Directions for this task: Retype the entries exactly. Include every line.

____________________

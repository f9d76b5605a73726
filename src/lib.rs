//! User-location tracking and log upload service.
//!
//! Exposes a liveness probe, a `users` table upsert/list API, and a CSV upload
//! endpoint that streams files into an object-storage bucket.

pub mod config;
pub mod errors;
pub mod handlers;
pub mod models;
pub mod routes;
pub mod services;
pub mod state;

____________________

Answer box:
repository f9d76b5605a73726
filename src/lib.rs
//! User-location tracking and log upload service.
//!
//! Exposes a liveness probe, a `users` table upsert/list API, and a CSV upload
//! endpoint that streams files into an object-storage bucket.

pub mod config;
pub mod errors;
pub mod handlers;
pub mod models;
pub mod routes;
pub mod services;
pub mod state;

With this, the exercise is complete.